Pro tip: do not include cable, streaming services, gym memberships and the like in your “musts” category. Those are “wants” and get to choose which wants you can afford to pay for. Kiss the other wants goodbye — and remember you are making that trade-off for long-term financial stability, which is truly priceless and never lets you down. 

 

Start investing early

Investing money doesn’t need to be complicated and research-intensive and no, you don’t need to know what crypto or Dogecoin is. Instead, look for an index fund (meaning a fund made up of several companies, created by a person who knows finance better than you) from any of the big robo-investors (meaning you can do it all online). A little goes a long way if you’re really young (time is on your side, always, when it comes to the stock market), but beginning an investment program at any age is a good move.

 

Don’t wait to pay down debt

If you can, pay off debt sooner rather than later. Debt is basically the opposite of investing: “Compound interest works against you, instead of working for you,” says Jessica Aguillera, a consultant at White Mountain Partners, a financial services firm offering debt consolidation and debt settlement programs. So waiting to pay off credit cards, college loans and car leases — or choosing to pay them off slowly — only increases the interest payments, eating into money you could be saving for a mortgage down payment or a trip to Hawaii. Also, carrying a lot of debt can impact your credit score, and a high credit score means that when you want to get a mortgage or other big loan, you’ll need to pay a higher interest rate, if you are able to qualify at all.

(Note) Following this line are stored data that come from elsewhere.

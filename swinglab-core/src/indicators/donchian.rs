//! Donchian Channel — highest high / lowest low over a trailing window,
//! excluding the bar the value is reported on.
//!
//! Value at bar t covers bars [t-period, t), so a decision made on bar t
//! never sees bar t's own extremes (lookahead guard). Lookback is therefore
//! `period`, one more than an inclusive-window variant.
//!
//! Two series (exposed as separate Indicator instances):
//! - Upper: max(high[t-period..t])
//! - Lower: min(low[t-period..t])

use crate::domain::Bar;
use crate::indicators::Indicator;

/// Which band of the Donchian channel to compute.
#[derive(Debug, Clone, Copy, PartialEq, Eq)]
pub enum DonchianBand {
    Upper,
    Lower,
}

#[derive(Debug, Clone)]
pub struct Donchian {
    period: usize,
    band: DonchianBand,
    name: String,
}

impl Donchian {
    pub fn upper(period: usize) -> Self {
        assert!(period >= 1, "Donchian period must be >= 1");
        Self {
            period,
            band: DonchianBand::Upper,
            name: format!("donchian_upper_{period}"),
        }
    }

    pub fn lower(period: usize) -> Self {
        assert!(period >= 1, "Donchian period must be >= 1");
        Self {
            period,
            band: DonchianBand::Lower,
            name: format!("donchian_lower_{period}"),
        }
    }
}

impl Indicator for Donchian {
    fn name(&self) -> &str {
        &self.name
    }

    fn lookback(&self) -> usize {
        self.period
    }

    fn compute(&self, bars: &[Bar]) -> Vec<f64> {
        let n = bars.len();
        let mut result = vec![f64::NAN; n];

        if n <= self.period {
            return result;
        }

        for i in self.period..n {
            let window = &bars[(i - self.period)..i];

            match self.band {
                DonchianBand::Upper => {
                    let mut max_val = f64::NEG_INFINITY;
                    let mut has_nan = false;
                    for bar in window {
                        if bar.high.is_nan() {
                            has_nan = true;
                            break;
                        }
                        max_val = max_val.max(bar.high);
                    }
                    if !has_nan {
                        result[i] = max_val;
                    }
                }
                DonchianBand::Lower => {
                    let mut min_val = f64::INFINITY;
                    let mut has_nan = false;
                    for bar in window {
                        if bar.low.is_nan() {
                            has_nan = true;
                            break;
                        }
                        min_val = min_val.min(bar.low);
                    }
                    if !has_nan {
                        result[i] = min_val;
                    }
                }
            }
        }

        result
    }
}

#[cfg(test)]
mod tests {
    use super::*;
    use crate::indicators::{assert_approx, DEFAULT_EPSILON};
    use chrono::NaiveDate;

    fn make_ohlc_bars(data: &[(f64, f64, f64, f64)]) -> Vec<Bar> {
        let base_date = NaiveDate::from_ymd_opt(2021, 1, 4).unwrap();
        data.iter()
            .enumerate()
            .map(|(i, &(open, high, low, close))| Bar {
                symbol: "TEST".to_string(),
                date: base_date + chrono::Duration::days(i as i64),
                open,
                high,
                low,
                close,
                volume: 1000,
            })
            .collect()
    }

    #[test]
    fn donchian_upper_excludes_current_bar() {
        let bars = make_ohlc_bars(&[
            (10.0, 12.0, 9.0, 11.0),
            (11.0, 15.0, 10.0, 14.0),
            (14.0, 14.0, 13.0, 13.5),
            (13.5, 16.0, 12.0, 15.0),
            (15.0, 15.5, 14.0, 14.5),
        ]);
        let result = Donchian::upper(3).compute(&bars);

        assert!(result[0].is_nan());
        assert!(result[1].is_nan());
        assert!(result[2].is_nan());
        // [3] = max over bars 0..3 highs (12, 15, 14) = 15 — bar 3's own
        // high of 16 is not visible.
        assert_approx(result[3], 15.0, DEFAULT_EPSILON);
        // [4] = max(15, 14, 16) = 16
        assert_approx(result[4], 16.0, DEFAULT_EPSILON);
    }

    #[test]
    fn donchian_lower_excludes_current_bar() {
        let bars = make_ohlc_bars(&[
            (10.0, 12.0, 9.0, 11.0),
            (11.0, 15.0, 10.0, 14.0),
            (14.0, 14.0, 13.0, 13.5),
            (13.5, 16.0, 8.0, 15.0),
        ]);
        let result = Donchian::lower(3).compute(&bars);

        // [3] = min over bars 0..3 lows (9, 10, 13) = 9 — bar 3's own low
        // of 8 is not visible.
        assert_approx(result[3], 9.0, DEFAULT_EPSILON);
    }

    #[test]
    fn donchian_nan_propagation() {
        let mut bars = make_ohlc_bars(&[
            (10.0, 12.0, 9.0, 11.0),
            (11.0, 15.0, 10.0, 14.0),
            (14.0, 14.0, 13.0, 13.5),
            (13.5, 16.0, 12.0, 15.0),
        ]);
        bars[1].high = f64::NAN;
        bars[1].low = f64::NAN;

        assert!(Donchian::upper(3).compute(&bars)[3].is_nan());
        assert!(Donchian::lower(3).compute(&bars)[3].is_nan());
    }

    #[test]
    fn donchian_lookback() {
        assert_eq!(Donchian::upper(20).lookback(), 20);
        assert_eq!(Donchian::lower(1).lookback(), 1);
    }
}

Debt is the number-one blocker for financial stability. So make it your primary focus — yes, even before “pay yourself first.” Buckle down and drop all those “wants” out of your budget to speed your way through whatever high-interest debt you’re carrying. Your future self will thank you.

 

Save for an emergency

Some financial advisors recommend putting away at least six months worth of salary to cover for a layoff or other sudden crunch. While you may be able to get by with 2-3 months of salary, it’s smart to have a fund you can dip into, in case of a surprise bill, like a car repair or an unexpected trip to the doctor.

 

Reconsider your plans every couple of years

As you get older, your life plans and goals will undoubtedly change. But savings is always a good idea. Check in with yourself and your plans and see if maybe you can save a little more. Or life will throw you surprises, as it always does. But remember: when it comes to making smart financial decisions, your best move is spend less, save more. Maybe the savings you earmarked for a new boat needs to be diverted toward your child’s college tuition. You need to make sure your budget and savings plan account for the shifts that come with life’s surprise plot twists.

Remember, you don’t need to be a money expert to have a good financial plan, you just need to use your funds wisely. That’s what the heart of smart financial decision-making is all about.